In particolare mi balza alla mente un istituto giuridico, di cui è dubbia l'effettiva esistenza, ma che ebbe la capacità di catturare la mia attenzione, tanto lo trovai atipico, anche se in linea con i costumi dell'epoca. Si tratta del cosiddetto “ius primae noctis” (in italiano: “diritto della prima notte”) con cui si indicava un preteso diritto da parte di un signore feudale il quale, in occasione del matrimonio di un proprio servo della gleba, avrebbe potuto pretendere di sostituirsi al marito nella prima notte di nozze. I tempi sono certamente cambiati, e forse il “ius primae noctis” oggi viene sostituito con altre forme di scambi più o meno consenzienti, ma non è di questo che voglio parlarvi.

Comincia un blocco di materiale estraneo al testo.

/// Events delivered by the host to the layout controller.
#[derive(Debug, Clone, Copy, PartialEq, Eq)]
pub enum SidebarLayoutEvent {
    /// The user activated the toggle control.
    ToggleClicked,
    /// The viewport changed to `width` pixels.
    ViewportResized { width: u32 },
}

/// Visibility transitions reported back to the host.
#[derive(Debug, Clone, Copy, PartialEq, Eq)]
pub enum SidebarLayoutEffect {
    /// The sidebar became visible.
    Opened,
    /// The sidebar collapsed.
    Closed,
}

impl SidebarLayoutEffect {
    pub(crate) fn for_state(closed: bool) -> Self {
        if closed { Self::Closed } else { Self::Opened }
    }
}
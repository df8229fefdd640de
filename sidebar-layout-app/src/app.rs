#[path = "subscription.rs"]
mod subscription;
#[path = "update.rs"]
mod update;
#[path = "view.rs"]
pub(crate) mod view;

use iced::{Element, Subscription, Task, Theme};
use sidebar_layout::memory::{MemoryContent, MemoryPanel, MemoryToggle};
use sidebar_layout::{ResizeCoalescer, SidebarLayoutController};

use crate::config::AppConfig;

pub(crate) const MIN_WINDOW_WIDTH: f32 = 320.0;
pub(crate) const MIN_WINDOW_HEIGHT: f32 = 240.0;

/// Controller type driven by the desktop host.
pub(crate) type PageLayout =
    SidebarLayoutController<MemoryPanel, MemoryContent, MemoryToggle>;

/// App-wide events that drive the root update loop.
#[derive(Debug, Clone)]
pub(crate) enum AppEvent {
    /// The toggle button was pressed.
    ToggleSidebar,
    /// Apply a coalesced resize whose interval has elapsed.
    FlushResize,
    Window(iced::window::Event),
}

/// Root application state.
pub(crate) struct App {
    pub(crate) config: AppConfig,
    pub(crate) layout: PageLayout,
    pub(crate) resize: Option<ResizeCoalescer>,
}

impl App {
    /// Mount the page and lay it out for the configured window width.
    pub(crate) fn new(config: AppConfig) -> (Self, Task<AppEvent>) {
        let viewport_width = update::viewport_width(config.window_width);
        let panel =
            MemoryPanel::new(config.sidebar_width_for(viewport_width));
        let mut layout = SidebarLayoutController::new(
            Some(panel),
            Some(MemoryContent::new()),
            Some(MemoryToggle::new()),
            config.layout,
        );
        if let Some(effect) = layout.initialize(&viewport_width) {
            log::info!("initial layout at width {viewport_width}: {effect:?}");
        }

        let throttle = config.layout.resize_throttle();
        let resize = if throttle.is_zero() {
            None
        } else {
            Some(ResizeCoalescer::new(throttle))
        };

        let app = App {
            config,
            layout,
            resize,
        };

        (app, Task::none())
    }

    /// Return the window title.
    pub(crate) fn title(&self) -> String {
        String::from("Sidebar Layout")
    }

    /// Return the current iced theme.
    pub(crate) fn theme(&self) -> Theme {
        Theme::Dark
    }

    /// Return active subscriptions.
    pub(crate) fn subscription(&self) -> Subscription<AppEvent> {
        subscription::subscription(self)
    }

    /// Handle an incoming event.
    pub(crate) fn update(&mut self, event: AppEvent) -> Task<AppEvent> {
        update::update(self, event)
    }

    /// Render the root view.
    pub(crate) fn view(&self) -> Element<'_, AppEvent, Theme, iced::Renderer> {
        view::view(self)
    }

    /// Return whether a coalesced resize is waiting to be applied.
    pub(crate) fn has_pending_resize(&self) -> bool {
        self.resize
            .as_ref()
            .is_some_and(ResizeCoalescer::has_pending)
    }
}
use sidebar_layout::ToggleIcon;

pub(crate) const BARS: &[u8] = include_bytes!("../assets/icons/bars.svg");
pub(crate) const TIMES: &[u8] = include_bytes!("../assets/icons/times.svg");

/// SVG bytes for the toggle glyph.
pub(crate) fn toggle_icon(icon: ToggleIcon) -> &'static [u8] {
    match icon {
        ToggleIcon::Bars => BARS,
        ToggleIcon::Times => TIMES,
    }
}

Piuttosto, mi interessa segnalarvi una recente sentenza della Cassazione (la n. 17676/19 del 29.04.2019) con cui la Corte ritorna sull’argomento e si interroga su un quesito interessante: esiste il diritto ai rapporti sessuali tra coniugi? Anzitutto va detto che, secondo numerose sentenze, è illegittimo – se immotivato – il rifiuto di rapporti sessuali. E questo perché il dovere morale di assistenza dei coniugi previsto dal codice civile consiste nel soddisfare le reciproche necessità, non solo economiche ma anche fisiche. Il rifiuto ad avere rapporti sessuali per la legge rappresenta la manifestazione di una volontà che dichiara di non avere intenzione di adempiere a tale dovere coniugale.

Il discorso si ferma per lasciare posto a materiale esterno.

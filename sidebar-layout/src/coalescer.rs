use std::time::{Duration, Instant};

/// Rate limiter for resize bursts with a trailing flush.
///
/// Leading widths pass through once per interval, the latest suppressed
/// width is kept and handed out by [`Self::flush`], so the final width of a
/// burst is always applied.
#[derive(Debug, Clone)]
pub struct ResizeCoalescer {
    interval: Duration,
    pending: Option<u32>,
    last_applied_at: Option<Instant>,
}

impl ResizeCoalescer {
    pub fn new(interval: Duration) -> Self {
        Self {
            interval,
            pending: None,
            last_applied_at: None,
        }
    }

    pub fn interval(&self) -> Duration {
        self.interval
    }

    /// Offer a new width. Returns it when it should be applied right away,
    /// otherwise keeps it as the pending width.
    pub fn push(&mut self, width: u32, now: Instant) -> Option<u32> {
        if self.is_due(now) {
            self.pending = None;
            self.last_applied_at = Some(now);
            return Some(width);
        }

        self.pending = Some(width);
        None
    }

    /// Hand out the pending width once the interval has passed.
    pub fn flush(&mut self, now: Instant) -> Option<u32> {
        if self.pending.is_none() || !self.is_due(now) {
            return None;
        }

        self.last_applied_at = Some(now);
        self.pending.take()
    }

    /// Hand out the pending width regardless of the interval. Hosts call
    /// this before any event that reads the layout state.
    pub fn take_pending(&mut self, now: Instant) -> Option<u32> {
        let width = self.pending.take()?;
        self.last_applied_at = Some(now);
        Some(width)
    }

    pub fn has_pending(&self) -> bool {
        self.pending.is_some()
    }

    fn is_due(&self, now: Instant) -> bool {
        if self.interval.is_zero() {
            return true;
        }

        self.last_applied_at
            .map(|last| now.saturating_duration_since(last) >= self.interval)
            .unwrap_or(true)
    }
}

#[cfg(test)]
mod tests {
    use super::*;

    const INTERVAL: Duration = Duration::from_millis(100);

    #[test]
    fn given_zero_interval_when_pushed_then_every_width_passes() {
        let mut coalescer = ResizeCoalescer::new(Duration::ZERO);
        let now = Instant::now();
        assert_eq!(coalescer.push(800, now), Some(800));
        assert_eq!(coalescer.push(700, now), Some(700));
        assert!(!coalescer.has_pending());
    }

    #[test]
    fn given_burst_when_pushed_then_only_leading_width_passes() {
        let mut coalescer = ResizeCoalescer::new(INTERVAL);
        let start = Instant::now();
        assert_eq!(coalescer.push(1000, start), Some(1000));
        assert_eq!(
            coalescer.push(900, start + Duration::from_millis(10)),
            None
        );
        assert_eq!(
            coalescer.push(600, start + Duration::from_millis(20)),
            None
        );
        assert!(coalescer.has_pending());
    }

    #[test]
    fn given_pending_width_when_flushed_early_then_it_is_kept() {
        let mut coalescer = ResizeCoalescer::new(INTERVAL);
        let start = Instant::now();
        let _ = coalescer.push(1000, start);
        let _ = coalescer.push(600, start + Duration::from_millis(10));

        assert_eq!(coalescer.flush(start + Duration::from_millis(50)), None);
        assert!(coalescer.has_pending());
    }

    #[test]
    fn given_pending_width_when_flushed_after_interval_then_latest_is_applied()
    {
        let mut coalescer = ResizeCoalescer::new(INTERVAL);
        let start = Instant::now();
        let _ = coalescer.push(1000, start);
        let _ = coalescer.push(900, start + Duration::from_millis(10));
        let _ = coalescer.push(600, start + Duration::from_millis(20));

        assert_eq!(coalescer.flush(start + INTERVAL), Some(600));
        assert!(!coalescer.has_pending());
        assert_eq!(coalescer.flush(start + INTERVAL * 3), None);
    }

    #[test]
    fn given_quiet_period_when_pushed_then_width_passes_immediately() {
        let mut coalescer = ResizeCoalescer::new(INTERVAL);
        let start = Instant::now();
        let _ = coalescer.push(1000, start);
        assert_eq!(coalescer.push(700, start + INTERVAL * 2), Some(700));
    }

    #[test]
    fn given_pending_width_when_taken_early_then_interval_is_ignored() {
        let mut coalescer = ResizeCoalescer::new(INTERVAL);
        let start = Instant::now();
        let _ = coalescer.push(1200, start);
        let _ = coalescer.push(500, start + Duration::from_millis(5));

        let taken = coalescer.take_pending(start + Duration::from_millis(6));
        assert_eq!(taken, Some(500));
        assert!(!coalescer.has_pending());
        assert_eq!(coalescer.take_pending(start + INTERVAL), None);
        assert_eq!(coalescer.flush(start + INTERVAL * 2), None);
    }
}
use bytes::BytesMut;

use pnum_wire::{decode, encode, Body, Message, Origin};

fn decode_one(line: &str) -> Message {
    let mut buf = BytesMut::from(line.as_bytes());
    let mut results = decode(&mut buf);
    assert_eq!(results.len(), 1, "expected one message from {line:?}");
    results.remove(0).unwrap()
}

#[test]
fn compute_worker_lines_decode() {
    let ack = decode_one("{\"orig\": \"cmp\", \"type\": \"ack\", \"flops\": 1234567.000000}\n");
    assert_eq!(
        ack,
        Message::compute(Body::Ack {
            flops: Some(1_234_567.0)
        })
    );

    let add = decode_one("{\"orig\":\"cmp\", \"type\":\"add\", \"val\": 8128}\n");
    assert_eq!(add, Message::compute(Body::Add { val: 8128 }));

    let mon = decode_one("{\"orig\": \"cmp_mon\", \"type\": \"ack\"}\n");
    assert_eq!(mon, Message::monitor(Body::Ack { flops: None }));
}

#[test]
fn long_spellings_are_accepted() {
    let msg = decode_one("{\"origin\":\"compute\",\"type\":\"req\",\"flops\":1000}\n");
    assert_eq!(msg.origin, Origin::Compute);
    assert_eq!(msg.body, Body::Req { flops: Some(1000.0) });

    let msg = decode_one("{\"origin\":\"manager\",\"type\":\"kill\"}\n");
    assert_eq!(msg, Message::manager(Body::Kill));
}

#[test]
fn status_snapshot_survives_the_wire() {
    let msg = Message::manager(Body::Dat {
        clients: [("10.0.0.1".to_string(), 2.5e8)].into_iter().collect(),
        perfs: vec![6, 28, 496, 8128],
    });
    let bytes = encode(&msg).unwrap();
    assert_eq!(bytes.last(), Some(&b'\n'));
    assert_eq!(bytes.iter().filter(|b| **b == b'\n').count(), 1);

    let text = std::str::from_utf8(&bytes).unwrap();
    assert_eq!(decode_one(text), msg);
}

#[test]
fn unknown_type_is_a_decode_error() {
    let mut buf = BytesMut::from(&b"{\"orig\":\"cmp\",\"type\":\"dance\"}\n"[..]);
    let results = decode(&mut buf);
    assert_eq!(results.len(), 1);
    assert!(results[0].is_err());
}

Per capire quale sia la frequenza che si possa richiedere al coniuge bisogna, invece, affidarsi al buon senso e a una “normale” vita sessuale. Viceversa, bisogna stare molto attenti in relazione ad un aspetto che potrebbe giocare a sfavore sia del coniuge più “focoso”, che di quello meno coinvolto. Chi vuole per forza avere i rapporti sessuali deve prestare molta cautela a non commettere il reato di violenza sessuale; dal lato opposto, invece, c’è il rischio, per chi vi si vuole sottrarre, di subire il cosiddetto addebito e di perdere il diritto al mantenimento.
Secondo la Corte di Cassazione non esiste un “diritto all’amplesso” solo perché tra due persone c’è un rapporto coniugale o paraconiugale e non esiste neppure il potere di imporre o esigere una prestazione senza il consenso del partner. Se però il diniego ai rapporti sessuali non è occasionale, ma costante ed immotivato (privo cioè di valide ragioni) il partner respinto può chiedere la separazione con addebito a carico dell’altro, sempre che il rifiuto non sia giustificato se la coppia versava già in una situazione di conflittualità conclamata. Ora che ci penso, non ricordo il voto che mi diede il prof…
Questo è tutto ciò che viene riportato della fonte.